KaiGai Kohei edited this page Jan 16, 2020 · 4 revisions

Summary

This note introduces the way to setup and run Star Schema Benchmark (SSBM) that is usually used for performance measurement of PG-Strom with SSD-to-GPU Direct SQL mode.

Description

Prerequisites

  • The latest version of PG-Strom is successfully installed.
  • Operating System recognizes two or more NVME-SSD drives.

Setup md-raid0 volume

If you have multiple NVME-SSD drives, make md-raid0 configuration. The bunch of NVME drives must be connected to a particular CPU or PCIe switch if any.

For example, if NVME0-3 are connected to CPU1 and NVME4-7 are connected to CPU2, you should not mix up NVME2 and NVME6 in a single md-raid0 volume. In this case, we recommend to make two md-raid0 volumes for each.

# mdadm -C /dev/md0 -c 128 -l 0 -n 3 /dev/nvme0n1p1 /dev/nvme1n1p1 /dev/nvme2n1p1

This example makes a md-raid0 volume that consists of 3 NVME drives. Then, you may setup partition on the md-raid0 volume, and needs to format using ext4 filesystem.

# fdisk /dev/md0
# mkfs.ext4 /dev/md0p1

This volume shall be mounted on somewhere, then you must change directory ownership and security context if SELinux is enabled.

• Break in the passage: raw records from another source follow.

//! Search request construction
//!
//! [`build_search_request`] turns a declarative [`SearchSpec`] into the wire
//! request in one pass. Every field is applied independently; a trailing
//! `_score` descending sort is always appended after any explicit sort.

use super::types::{Highlight, Query};
use serde::{Deserialize, Serialize};
use std::collections::BTreeMap;

const SCORE_FIELD: &str = "_score";

/// Declarative description of a search
#[derive(Debug, Clone, PartialEq, Serialize, Deserialize)]
pub struct SearchSpec {
    /// Absent means no query clause is sent
    #[serde(default)]
    pub query: Option<Query>,
    /// Fields to return from `_source`; absent returns the full document
    #[serde(default)]
    pub return_fields: Option<Vec<String>>,
    #[serde(default)]
    pub from: usize,
    #[serde(default = "default_size")]
    pub size: usize,
    #[serde(default)]
    pub highlight: Option<Highlight>,
    /// Sorted ascending, ahead of the score tie-break
    #[serde(default)]
    pub sort_field: Option<String>,
    #[serde(default)]
    pub scroll: Option<ScrollSpec>,
}

fn default_size() -> usize {
    10
}

impl Default for SearchSpec {
    fn default() -> Self {
        Self {
            query: None,
            return_fields: None,
            from: 0,
            size: default_size(),
            highlight: None,
            sort_field: None,
            scroll: None,
        }
    }
}

impl SearchSpec {
    pub fn new(query: Query) -> Self {
        Self {
            query: Some(query),
            ..Self::default()
        }
    }

    pub fn page(mut self, from: usize, size: usize) -> Self {
        self.from = from;
        self.size = size;
        self
    }

    pub fn fields<I, S>(mut self, fields: I) -> Self
    where
        I: IntoIterator<Item = S>,
        S: Into<String>,
    {
        self.return_fields = Some(fields.into_iter().map(Into::into).collect());
        self
    }

    pub fn sort_by(mut self, field: impl Into<String>) -> Self {
        self.sort_field = Some(field.into());
        self
    }

    pub fn highlight(mut self, highlight: Highlight) -> Self {
        self.highlight = Some(highlight);
        self
    }

    pub fn scroll_minutes(mut self, ttl_minutes: u32) -> Self {
        self.scroll = Some(ScrollSpec {
            enabled: true,
            ttl_minutes,
        });
        self
    }
}

/// Scroll window settings
#[derive(Debug, Clone, Copy, PartialEq, Eq, Serialize, Deserialize)]
pub struct ScrollSpec {
    pub enabled: bool,
    pub ttl_minutes: u32,
}

impl ScrollSpec {
    /// Keep-alive value as sent on the wire, e.g. `5m`
    pub fn keep_alive(&self) -> String {
        keep_alive(self.ttl_minutes)
    }
}

pub(crate) fn keep_alive(ttl_minutes: u32) -> String {
    format!("{}m", ttl_minutes)
}

/// `_source` filtering
#[derive(Debug, Clone, PartialEq, Serialize)]
pub struct SourceFilter {
    pub includes: Vec<String>,
}

#[derive(Debug, Clone, Copy, PartialEq, Eq, Serialize)]
#[serde(rename_all = "lowercase")]
pub enum SortOrder {
    Asc,
    Desc,
}

#[derive(Debug, Clone, PartialEq, Serialize)]
pub struct SortOptions {
    pub order: SortOrder,
}

/// One sort clause, `{"field": {"order": "asc"}}`
pub type SortClause = BTreeMap<String, SortOptions>;

fn sort_clause(field: &str, order: SortOrder) -> SortClause {
    BTreeMap::from([(field.to_string(), SortOptions { order })])
}

/// Search request body
#[derive(Debug, Clone, PartialEq, Serialize)]
pub struct SearchBody {
    #[serde(skip_serializing_if = "Option::is_none")]
    pub query: Option<Query>,
    #[serde(rename = "_source", skip_serializing_if = "Option::is_none")]
    pub source: Option<SourceFilter>,
    pub from: usize,
    pub size: usize,
    #[serde(skip_serializing_if = "Option::is_none")]
    pub highlight: Option<Highlight>,
    pub sort: Vec<SortClause>,
}

/// A fully assembled search request for one index
#[derive(Debug, Clone, PartialEq)]
pub struct SearchRequest {
    pub index: String,
    pub body: SearchBody,
    /// Scroll keep-alive, sent as the `scroll` query parameter
    pub scroll: Option<String>,
}

/// Build the wire request for `index` from `spec`
pub fn build_search_request(index: &str, spec: &SearchSpec) -> SearchRequest {
    let source = spec
        .return_fields
        .as_ref()
        .filter(|fields| !fields.is_empty())
        .map(|fields| SourceFilter {
            includes: fields.clone(),
        });

    let mut sort = Vec::with_capacity(2);
    if let Some(field) = spec.sort_field.as_deref().map(str::trim).filter(|f| !f.is_empty()) {
        let order = if field == SCORE_FIELD {
            SortOrder::Desc
        } else {
            SortOrder::Asc
        };
        sort.push(sort_clause(field, order));
    }
    sort.push(sort_clause(SCORE_FIELD, SortOrder::Desc));

    let scroll = spec
        .scroll
        .filter(|s| s.enabled)
        .map(|s| s.keep_alive());

    SearchRequest {
        index: index.to_string(),
        body: SearchBody {
            query: spec.query.clone(),
            source,
            from: spec.from,
            size: spec.size,
            highlight: spec.highlight.clone(),
            sort,
        },
        scroll,
    }
}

# mount /dev/md0p1  /opt/nvme
# chown postgresql:postgresql -R /opt/nvme
(if SELinux is enabled)
# chcon -R system_u:object_r:postgresql_db_t:s0 /opt/nvme/

At this point, /opt/nvme directory is read-writable for PostgreSQL server process.

Create tablespace

Run CREATE TABLESPACE command to create a tablespace that points the directory built on the md-raid0 volume.

postgres=# CREATE TABLESPACE nvme LOCATION '/opt/nvme';
CREATE TABLESPACE

Create SSBM tables

You may be able to find out DDL script at test/ssbm/ssbm-ddl.sql.

$ git clone https://github.com/heterodb/pg-strom.git
$ psql -f pg-strom/test/ssbm/ssbm-ddl.sql

This script does not care about tablespace. So, run the command below to locate lineorder table which is the largest portion at the SSBM. It should be done prior to the data loading, because change of tablespace is an expensive operation for large table.

ssbm=# ALTER TABLE lineorder SET TABLESPACE nvme;
ALTER TABLE.

Use of multiple NVME-SSD clusters

For example, if your system has NVME0-3 connected to CPU1 and NVME4-7 connected to CPU2, you might create two md-raid0 volumes for each. In this case, you may create two tablespaces. PostgreSQL v11 newly supported hash-partition feature that distributes records into multiple tables that can locate on own tablespace individually. We recommend to use hash-partition if you want to use multiple tablespaces.

The ssbm-ddl.sql script needs to be adjusted a bit. Add PARTITION BY HASH (lo_orderkey) at the tail of lineorder definition.

CREATE TABLE lineorder (
    lo_orderkey numeric,
    lo_linenumber integer,
      :
    lo_shipmode character(10)
)
PARTITION BY HASH (lo_orderkey);

Next, you can create partition leafs for each tablespace.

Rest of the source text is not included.